AGOs also exert chromatin-level antiviral effects against nuclear genomes of DNA
viruses. Hence, the RdDM pathway likely accounts for methylation of geminivirus DNA
and histone H3 lysine 9, because Arabidopsis
RdDM mutants are hypersusceptible to geminivirus infection (62). Moreover, accumulation
of VSR-deficient geminivirus is specifically rescued in ago4 mutants. Geminivirus infection
produces large amounts of DCL3-dependent,
24-nt-long vsRNA, and similarly sized endogenous siRNAs direct nuclear RdDM through
AGO4 (62). Therefore, AGO4 contributes
to heterochromatinization of geminiviral episomes, probably as does AGO6, because it
acts redundantly in endogenous RdDM (85)
(Figure 2).
Effecting miRNA, nat-siRNA, and
lsiRNA Defensive Functions
Bacterial- and fungal-induced miRNAs likely
operate through AGO1. This is the case
for miR393, which prevails in PTI against
P. syringae by targeting the auxin receptor TIR1
and paralogs (29, 52). Because TIR1 interacts
with and degrades Aux/IAA proteins, miR393
induction increases the cellular Aux/IAA availability to repress auxin response factors (ARFs)

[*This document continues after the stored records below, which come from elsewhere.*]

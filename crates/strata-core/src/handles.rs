//! Resize handles on editor boxes.

use kurbo::{Point, Rect};

/// Hit tolerance around a handle, in interaction units.
pub const HANDLE_HIT_TOLERANCE: f64 = 8.0;

/// One of the eight resize handles on a box.
#[derive(Debug, Clone, Copy, PartialEq, Eq, Hash)]
pub enum Handle {
    N,
    S,
    E,
    W,
    NE,
    NW,
    SE,
    SW,
}

impl Handle {
    pub const ALL: [Handle; 8] = [
        Handle::NW,
        Handle::N,
        Handle::NE,
        Handle::E,
        Handle::SE,
        Handle::S,
        Handle::SW,
        Handle::W,
    ];

    /// Corner handles, the only ones the crop box offers.
    pub const CORNERS: [Handle; 4] = [Handle::NW, Handle::NE, Handle::SE, Handle::SW];

    /// Parse a short compass name such as `"se"`.
    pub fn from_name(name: &str) -> Option<Self> {
        match name.to_ascii_lowercase().as_str() {
            "n" => Some(Handle::N),
            "s" => Some(Handle::S),
            "e" => Some(Handle::E),
            "w" => Some(Handle::W),
            "ne" => Some(Handle::NE),
            "nw" => Some(Handle::NW),
            "se" => Some(Handle::SE),
            "sw" => Some(Handle::SW),
            _ => None,
        }
    }

    pub fn name(&self) -> &'static str {
        match self {
            Handle::N => "n",
            Handle::S => "s",
            Handle::E => "e",
            Handle::W => "w",
            Handle::NE => "ne",
            Handle::NW => "nw",
            Handle::SE => "se",
            Handle::SW => "sw",
        }
    }

    pub fn is_corner(&self) -> bool {
        matches!(self, Handle::NE | Handle::NW | Handle::SE | Handle::SW)
    }

    /// Drags the top edge (and so moves the origin's y).
    pub fn moves_top(&self) -> bool {
        matches!(self, Handle::N | Handle::NE | Handle::NW)
    }

    pub fn moves_bottom(&self) -> bool {
        matches!(self, Handle::S | Handle::SE | Handle::SW)
    }

    /// Drags the left edge (and so moves the origin's x).
    pub fn moves_left(&self) -> bool {
        matches!(self, Handle::W | Handle::NW | Handle::SW)
    }

    pub fn moves_right(&self) -> bool {
        matches!(self, Handle::E | Handle::NE | Handle::SE)
    }

    /// Position of this handle on `rect`.
    pub fn position(&self, rect: Rect) -> Point {
        let cx = (rect.x0 + rect.x1) / 2.0;
        let cy = (rect.y0 + rect.y1) / 2.0;
        let x = if self.moves_left() {
            rect.x0
        } else if self.moves_right() {
            rect.x1
        } else {
            cx
        };
        let y = if self.moves_top() {
            rect.y0
        } else if self.moves_bottom() {
            rect.y1
        } else {
            cy
        };
        Point::new(x, y)
    }

    /// Find the handle of `rect` under `point`, among `candidates`.
    pub fn hit_test(rect: Rect, point: Point, candidates: &[Handle]) -> Option<Handle> {
        candidates
            .iter()
            .copied()
            .find(|h| h.position(rect).distance(point) <= HANDLE_HIT_TOLERANCE)
    }
}

#[cfg(test)]
mod tests {
    use super::*;

    #[test]
    fn test_from_name() {
        assert_eq!(Handle::from_name("se"), Some(Handle::SE));
        assert_eq!(Handle::from_name("NW"), Some(Handle::NW));
        assert_eq!(Handle::from_name("x"), None);
        for h in Handle::ALL {
            assert_eq!(Handle::from_name(h.name()), Some(h));
        }
    }

    #[test]
    fn test_edges_moved() {
        assert!(Handle::NW.moves_top() && Handle::NW.moves_left());
        assert!(!Handle::E.moves_top() && Handle::E.moves_right());
        assert!(Handle::S.moves_bottom() && !Handle::S.moves_left());
        assert!(Handle::SE.is_corner());
        assert!(!Handle::N.is_corner());
    }

    #[test]
    fn test_positions() {
        let rect = Rect::new(0.0, 0.0, 100.0, 50.0);
        assert_eq!(Handle::SE.position(rect), Point::new(100.0, 50.0));
        assert_eq!(Handle::N.position(rect), Point::new(50.0, 0.0));
        assert_eq!(Handle::W.position(rect), Point::new(0.0, 25.0));
    }

    #[test]
    fn test_hit_test_respects_candidates() {
        let rect = Rect::new(0.0, 0.0, 100.0, 50.0);
        assert_eq!(Handle::hit_test(rect, Point::new(98.0, 52.0), &Handle::ALL), Some(Handle::SE));
        assert_eq!(Handle::hit_test(rect, Point::new(50.0, 1.0), &Handle::CORNERS), None);
        assert_eq!(Handle::hit_test(rect, Point::new(50.0, 1.0), &Handle::ALL), Some(Handle::N));
    }
}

through heterodimerization and thereby
inhibit auxin-responsive gene expression
(Figure 5a). AGO1-loaded miR160 and
miR167, both induced by Pst DC3000 HrcC,
target mRNAs of additional ARF family
members (29). Therefore, AGO1-mediated
suppression of auxin signaling seems integral to bacterial PTI, suggesting that auxin
promotes disease susceptibility through mechanisms awaiting characterization. During
ETI through AvRpt2-elicitation of RPS2,
nat-siRNAATGB2 suppresses in cis accumulation of a constitutive PPRL transcript
(39), but the AGO involved, if any, is currently unknown (Figure 4a). Because PPRL
overexpression attenuates disease resistance,
PPRL may normally regulate negatively the
RPS2-mediated response. Similarly, RPS2dependent elicitation of lsiRNA1 production
induces degradation in cis of constitutively
expressed RAP transcripts produced at the
RLK-RAP NAT pair (Figure 4b). rap mutants
display enhanced resistance to virulent and
avirulent P. syringae, suggesting that the RAPencoded RNA-domain protein negatively
regulates RPS2-mediated resistance through
unspecified mechanisms (37). The lsiRNA1
pathway probably involves the biogenesis
rather than the action of AGO7. Indeed, RAP
turnover appears to be slicing independent but
requires the decapping factors VARICOSE
(VCS) and TRIDENT (TDT) and the presence of the lsiRNA1-complementary site in the
RAP 3 -UTR, indicating sequence specificity
(37) (Figure 4b).
Analyses of miRNAs in PTI and of NATderived siRNAs in ETI reveal a consensual gene
regulation pattern, whereby pathogen-induced
sRNAs repress constitutively expressed negative regulators of defense. This modus operandus likely reflects an adaptation against prolonged defense activation, which considerably
reduces plant fitness (70). In this context, one
obvious advantage of using sRNAs lies in the
necessity to deplete cells of mRNA and protein
pools of negative regulators already present at
the time of pathogen elicitation. A second anticipated advantage is reversibility. Indeed, plant
sRNA action has a widespread translational repression component (10), which can be reversed
within minutes, at least in mammalian cells (6).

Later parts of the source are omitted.